▶ **Task instructions**
Please copy every line of the records below that holds the word "TextPart".

▶ **Source material**
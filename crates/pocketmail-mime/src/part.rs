//! The message part tree.
//!
//! A message is a rooted tree of [`MessagePart`]s. Only
//! [`MessagePart::Multipart`] nodes have children. Content bytes are kept
//! apart from the structure in [`PartContents`], keyed by [`PartId`], so
//! IMAP can fetch the structure first and individual sections later.

use std::collections::HashMap;
use std::fmt;

use crate::transfer::TransferEncoding;

/// Identity of a part within one message.
///
/// Uses IMAP section numbering: children of the root multipart are `1`,
/// `2`, ...; nested parts are `2.1`, `2.2`, ...; a message that is not
/// multipart has a single part `1`. The root multipart itself has the
/// empty id.
#[derive(Debug, Clone, PartialEq, Eq, Hash, PartialOrd, Ord, Default)]
pub struct PartId(String);

impl PartId {
    /// The id of a root multipart.
    #[must_use]
    pub const fn root() -> Self {
        Self(String::new())
    }

    /// Creates an id from a section string such as `1.2`.
    #[must_use]
    pub fn new(section: impl Into<String>) -> Self {
        Self(section.into())
    }

    /// The id of the `index`-th child (1-based).
    #[must_use]
    pub fn child(&self, index: usize) -> Self {
        if self.0.is_empty() {
            Self(index.to_string())
        } else {
            Self(format!("{}.{index}", self.0))
        }
    }

    /// The IMAP section string.
    #[must_use]
    pub fn as_str(&self) -> &str {
        &self.0
    }

    /// Returns true for the root multipart id.
    #[must_use]
    pub fn is_root(&self) -> bool {
        self.0.is_empty()
    }
}

impl fmt::Display for PartId {
    fn fmt(&self, f: &mut fmt::Formatter<'_>) -> fmt::Result {
        f.write_str(&self.0)
    }
}

/// Subtype of a multipart container.
#[derive(Debug, Clone, PartialEq, Eq, Hash)]
pub enum MultipartKind {
    /// `multipart/mixed`: independent parts, usually body plus attachments.
    Mixed,
    /// `multipart/alternative`: the same content in several formats.
    Alternative,
    /// `multipart/related`: a root part plus resources it references.
    Related,
    /// Any other multipart subtype, kept verbatim (lowercase).
    Other(String),
}

impl MultipartKind {
    /// Maps a MIME subtype to a kind.
    #[must_use]
    pub fn from_subtype(subtype: &str) -> Self {
        match subtype.to_ascii_lowercase().as_str() {
            "mixed" => Self::Mixed,
            "alternative" => Self::Alternative,
            "related" => Self::Related,
            other => Self::Other(other.to_string()),
        }
    }

    /// The MIME subtype.
    #[must_use]
    pub fn subtype(&self) -> &str {
        match self {
            Self::Mixed => "mixed",
            Self::Alternative => "alternative",
            Self::Related => "related",
            Self::Other(subtype) => subtype,
        }
    }
}

/// A container part.
#[derive(Debug, Clone, PartialEq, Eq)]
pub struct Multipart {
    /// Part identity.
    pub id: PartId,
    kind: MultipartKind,
    /// Child parts, in wire order.
    pub children: Vec<MessagePart>,
}

impl Multipart {
    /// Creates an empty container. The kind cannot change afterwards.
    #[must_use]
    pub const fn new(id: PartId, kind: MultipartKind) -> Self {
        Self {
            id,
            kind,
            children: Vec::new(),
        }
    }

    /// Adds a child and returns the container.
    #[must_use]
    pub fn with_child(mut self, child: MessagePart) -> Self {
        self.children.push(child);
        self
    }

    /// The multipart subtype.
    #[must_use]
    pub const fn kind(&self) -> &MultipartKind {
        &self.kind
    }
}

/// A `text/*` part.
#[derive(Debug, Clone, PartialEq, Eq)]
pub struct TextPart {
    /// Part identity.
    pub id: PartId,
    /// Text subtype, e.g. `plain` or `html`.
    pub subtype: String,
    /// Charset the content bytes are in.
    pub charset: String,
    /// Transfer encoding on the wire.
    pub encoding: TransferEncoding,
    /// Encoded size in bytes, when known.
    pub size: usize,
    /// Attachment filename, if the part is an attached text file.
    pub filename: Option<String>,
}

impl TextPart {
    /// Creates a text part with the transfer encoding its charset implies.
    #[must_use]
    pub fn new(id: PartId, subtype: impl Into<String>, charset: impl Into<String>) -> Self {
        let charset = charset.into();
        Self {
            id,
            subtype: subtype.into().to_ascii_lowercase(),
            encoding: TransferEncoding::for_charset(&charset),
            charset,
            size: 0,
            filename: None,
        }
    }
}

/// An image, application, audio or video part.
#[derive(Debug, Clone, PartialEq, Eq)]
pub struct BinaryPart {
    /// Part identity.
    pub id: PartId,
    /// MIME subtype, e.g. `png` or `pdf`.
    pub subtype: String,
    /// Transfer encoding on the wire.
    pub encoding: TransferEncoding,
    /// Encoded size in bytes, when known.
    pub size: usize,
    /// Attachment filename.
    pub filename: Option<String>,
}

impl BinaryPart {
    /// Creates a base64-encoded binary part.
    #[must_use]
    pub fn new(id: PartId, subtype: impl Into<String>) -> Self {
        Self {
            id,
            subtype: subtype.into().to_ascii_lowercase(),
            encoding: TransferEncoding::Base64,
            size: 0,
            filename: None,
        }
    }

    /// Sets the attachment filename.
    #[must_use]
    pub fn with_filename(mut self, filename: impl Into<String>) -> Self {
        self.filename = Some(filename.into());
        self
    }
}

/// A part whose media type the client does not handle.
#[derive(Debug, Clone, PartialEq, Eq)]
pub struct UnsupportedPart {
    /// Part identity.
    pub id: PartId,
    /// Main media type, e.g. `model`.
    pub media_type: String,
    /// MIME subtype.
    pub subtype: String,
    /// Transfer encoding on the wire.
    pub encoding: TransferEncoding,
    /// Encoded size in bytes, when known.
    pub size: usize,
}

/// One node of a message's part tree.
#[derive(Debug, Clone, PartialEq, Eq)]
pub enum MessagePart {
    /// Container with children.
    Multipart(Multipart),
    /// `text/*`.
    Text(TextPart),
    /// `image/*`.
    Image(BinaryPart),
    /// `application/*` (and `message/*`, treated as an attachment).
    Application(BinaryPart),
    /// `audio/*`.
    Audio(BinaryPart),
    /// `video/*`.
    Video(BinaryPart),
    /// Anything else.
    Unsupported(UnsupportedPart),
}

impl MessagePart {
    /// Builds a leaf part from its media type.
    ///
    /// `multipart/*` is not a leaf and yields an empty container; callers
    /// that know the children should use [`Multipart`] directly.
    #[must_use]
    pub fn leaf(
        id: PartId,
        media_type: &str,
        subtype: &str,
        charset: Option<&str>,
        encoding: TransferEncoding,
        size: usize,
    ) -> Self {
        let subtype = subtype.to_ascii_lowercase();
        let binary = |id| BinaryPart {
            id,
            subtype: subtype.clone(),
            encoding,
            size,
            filename: None,
        };

        match media_type.to_ascii_lowercase().as_str() {
            "text" => Self::Text(TextPart {
                id,
                subtype: subtype.clone(),
                charset: charset.unwrap_or("us-ascii").to_string(),
                encoding,
                size,
                filename: None,
            }),
            "image" => Self::Image(binary(id)),
            "application" | "message" => Self::Application(binary(id)),
            "audio" => Self::Audio(binary(id)),
            "video" => Self::Video(binary(id)),
            "multipart" => Self::Multipart(Multipart::new(id, MultipartKind::from_subtype(&subtype))),
            other => Self::Unsupported(UnsupportedPart {
                id,
                media_type: other.to_string(),
                subtype,
                encoding,
                size,
            }),
        }
    }

    /// The part's identity.
    #[must_use]
    pub const fn id(&self) -> &PartId {
        match self {
            Self::Multipart(p) => &p.id,
            Self::Text(p) => &p.id,
            Self::Image(p) | Self::Application(p) | Self::Audio(p) | Self::Video(p) => &p.id,
            Self::Unsupported(p) => &p.id,
        }
    }

    /// Main media type (`multipart`, `text`, `image`, ...).
    #[must_use]
    pub fn media_type(&self) -> &str {
        match self {
            Self::Multipart(_) => "multipart",
            Self::Text(_) => "text",
            Self::Image(_) => "image",
            Self::Application(_) => "application",
            Self::Audio(_) => "audio",
            Self::Video(_) => "video",
            Self::Unsupported(p) => &p.media_type,
        }
    }

    /// MIME subtype.
    #[must_use]
    pub fn subtype(&self) -> &str {
        match self {
            Self::Multipart(p) => p.kind.subtype(),
            Self::Text(p) => &p.subtype,
            Self::Image(p) | Self::Application(p) | Self::Audio(p) | Self::Video(p) => &p.subtype,
            Self::Unsupported(p) => &p.subtype,
        }
    }

    /// Transfer encoding of a leaf; containers report 7bit.
    #[must_use]
    pub const fn encoding(&self) -> TransferEncoding {
        match self {
            Self::Multipart(_) => TransferEncoding::SevenBit,
            Self::Text(p) => p.encoding,
            Self::Image(p) | Self::Application(p) | Self::Audio(p) | Self::Video(p) => p.encoding,
            Self::Unsupported(p) => p.encoding,
        }
    }

    /// Encoded size of a leaf as reported by the server or parser.
    #[must_use]
    pub fn size(&self) -> usize {
        match self {
            Self::Multipart(p) => p.children.iter().map(Self::size).sum(),
            Self::Text(p) => p.size,
            Self::Image(p) | Self::Application(p) | Self::Audio(p) | Self::Video(p) => p.size,
            Self::Unsupported(p) => p.size,
        }
    }

    /// Child parts; empty for leaves.
    #[must_use]
    pub fn children(&self) -> &[Self] {
        match self {
            Self::Multipart(p) => &p.children,
            Self::Text(_)
            | Self::Image(_)
            | Self::Application(_)
            | Self::Audio(_)
            | Self::Video(_)
            | Self::Unsupported(_) => &[],
        }
    }

    /// Visits this part and all descendants depth-first.
    pub fn walk<'a>(&'a self, visit: &mut impl FnMut(&'a Self)) {
        visit(self);
        for child in self.children() {
            child.walk(visit);
        }
    }

    /// Finds the part with the given id.
    #[must_use]
    pub fn find(&self, id: &PartId) -> Option<&Self> {
        if self.id() == id {
            return Some(self);
        }
        self.children().iter().find_map(|child| child.find(id))
    }

    /// Ids of every leaf, depth-first.
    #[must_use]
    pub fn leaf_ids(&self) -> Vec<PartId> {
        let mut ids = Vec::new();
        self.walk(&mut |part| {
            if !matches!(part, Self::Multipart(_)) {
                ids.push(part.id().clone());
            }
        });
        ids
    }

    /// Reassigns IMAP-style section ids to this tree as a message root.
    #[must_use]
    pub fn with_section_ids(self) -> Self {
        match self {
            Self::Multipart(_) => self.renumber(PartId::root()),
            leaf => leaf.renumber(PartId::root().child(1)),
        }
    }

    fn renumber(self, id: PartId) -> Self {
        match self {
            Self::Multipart(p) => {
                let children = p
                    .children
                    .into_iter()
                    .enumerate()
                    .map(|(i, child)| child.renumber(id.child(i + 1)))
                    .collect();
                Self::Multipart(Multipart {
                    id,
                    kind: p.kind,
                    children,
                })
            }
            Self::Text(p) => Self::Text(TextPart { id, ..p }),
            Self::Image(p) => Self::Image(BinaryPart { id, ..p }),
            Self::Application(p) => Self::Application(BinaryPart { id, ..p }),
            Self::Audio(p) => Self::Audio(BinaryPart { id, ..p }),
            Self::Video(p) => Self::Video(BinaryPart { id, ..p }),
            Self::Unsupported(p) => Self::Unsupported(UnsupportedPart { id, ..p }),
        }
    }
}

/// Decoded content of the parts of one message, keyed by part id.
#[derive(Debug, Clone, Default, PartialEq, Eq)]
pub struct PartContents {
    contents: HashMap<PartId, Vec<u8>>,
}

impl PartContents {
    /// Creates an empty map.
    #[must_use]
    pub fn new() -> Self {
        Self::default()
    }

    /// Stores content for a part, replacing any previous content.
    pub fn insert(&mut self, id: PartId, content: Vec<u8>) {
        self.contents.insert(id, content);
    }

    /// Content of a part, if it has been retrieved.
    #[must_use]
    pub fn get(&self, id: &PartId) -> Option<&[u8]> {
        self.contents.get(id).map(Vec::as_slice)
    }

    /// Returns true if content for the part is present.
    #[must_use]
    pub fn contains(&self, id: &PartId) -> bool {
        self.contents.contains_key(id)
    }

    /// Number of parts with content.
    #[must_use]
    pub fn len(&self) -> usize {
        self.contents.len()
    }

    /// Returns true if no content has been stored.
    #[must_use]
    pub fn is_empty(&self) -> bool {
        self.contents.is_empty()
    }
}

▶ **Response area**
pub struct TextPart {
impl TextPart {
    Text(TextPart),
            "text" => Self::Text(TextPart {
            Self::Text(p) => Self::Text(TextPart { id, ..p }),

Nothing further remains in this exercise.